- Exercise directions -
What follows is a listing. Return every line of it exactly.

- Material provided -
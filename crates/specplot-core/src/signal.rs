//! Mono sample buffer tagged with its sample rate.

/// An immutable mono waveform.
///
/// Processing stages never mutate a `Signal`; each one returns a new buffer
/// of the same rate.
#[derive(Debug, Clone, PartialEq)]
pub struct Signal {
    samples: Vec<f32>,
    sample_rate: u32,
}

impl Signal {
    /// Wrap samples recorded at `sample_rate` Hz.
    pub fn new(samples: Vec<f32>, sample_rate: u32) -> Self {
        Self {
            samples,
            sample_rate,
        }
    }

    /// Sample data.
    pub fn samples(&self) -> &[f32] {
        &self.samples
    }

    /// Sample rate in Hz.
    pub fn sample_rate(&self) -> u32 {
        self.sample_rate
    }

    /// Number of samples.
    pub fn len(&self) -> usize {
        self.samples.len()
    }

    /// Whether the signal holds no samples.
    pub fn is_empty(&self) -> bool {
        self.samples.is_empty()
    }

    /// Duration in seconds.
    pub fn duration_secs(&self) -> f64 {
        self.samples.len() as f64 / f64::from(self.sample_rate)
    }

    /// Arithmetic mean of the samples, 0.0 for an empty signal.
    pub fn mean(&self) -> f32 {
        if self.samples.is_empty() {
            return 0.0;
        }
        let sum: f64 = self.samples.iter().map(|&x| f64::from(x)).sum();
        (sum / self.samples.len() as f64) as f32
    }

    /// True when every sample has the same value (silence, a constant DC level).
    pub fn is_constant(&self) -> bool {
        match self.samples.first() {
            Some(&first) => self.samples.iter().all(|&x| x == first),
            None => true,
        }
    }

    /// Build a new signal at the same rate by mapping the sample buffer.
    pub fn map_samples(&self, f: impl FnOnce(&[f32]) -> Vec<f32>) -> Signal {
        Signal::new(f(&self.samples), self.sample_rate)
    }

    /// Consume the signal and return its samples.
    pub fn into_samples(self) -> Vec<f32> {
        self.samples
    }
}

- Your response -
filename crates/specplot-core/src/signal.rs
//! Mono sample buffer tagged with its sample rate.

/// An immutable mono waveform.
///
/// Processing stages never mutate a `Signal`; each one returns a new buffer
/// of the same rate.
#[derive(Debug, Clone, PartialEq)]
pub struct Signal {
    samples: Vec<f32>,
    sample_rate: u32,
}

impl Signal {
    /// Wrap samples recorded at `sample_rate` Hz.
    pub fn new(samples: Vec<f32>, sample_rate: u32) -> Self {
        Self {
            samples,
            sample_rate,
        }
    }

    /// Sample data.
    pub fn samples(&self) -> &[f32] {
        &self.samples
    }

    /// Sample rate in Hz.
    pub fn sample_rate(&self) -> u32 {
        self.sample_rate
    }

    /// Number of samples.
    pub fn len(&self) -> usize {
        self.samples.len()
    }

    /// Whether the signal holds no samples.
    pub fn is_empty(&self) -> bool {
        self.samples.is_empty()
    }

    /// Duration in seconds.
    pub fn duration_secs(&self) -> f64 {
        self.samples.len() as f64 / f64::from(self.sample_rate)
    }

    /// Arithmetic mean of the samples, 0.0 for an empty signal.
    pub fn mean(&self) -> f32 {
        if self.samples.is_empty() {
            return 0.0;
        }
        let sum: f64 = self.samples.iter().map(|&x| f64::from(x)).sum();
        (sum / self.samples.len() as f64) as f32
    }

    /// True when every sample has the same value (silence, a constant DC level).
    pub fn is_constant(&self) -> bool {
        match self.samples.first() {
            Some(&first) => self.samples.iter().all(|&x| x == first),
            None => true,
        }
    }

    /// Build a new signal at the same rate by mapping the sample buffer.
    pub fn map_samples(&self, f: impl FnOnce(&[f32]) -> Vec<f32>) -> Signal {
        Signal::new(f(&self.samples), self.sample_rate)
    }

    /// Consume the signal and return its samples.
    pub fn into_samples(self) -> Vec<f32> {
        self.samples
    }
}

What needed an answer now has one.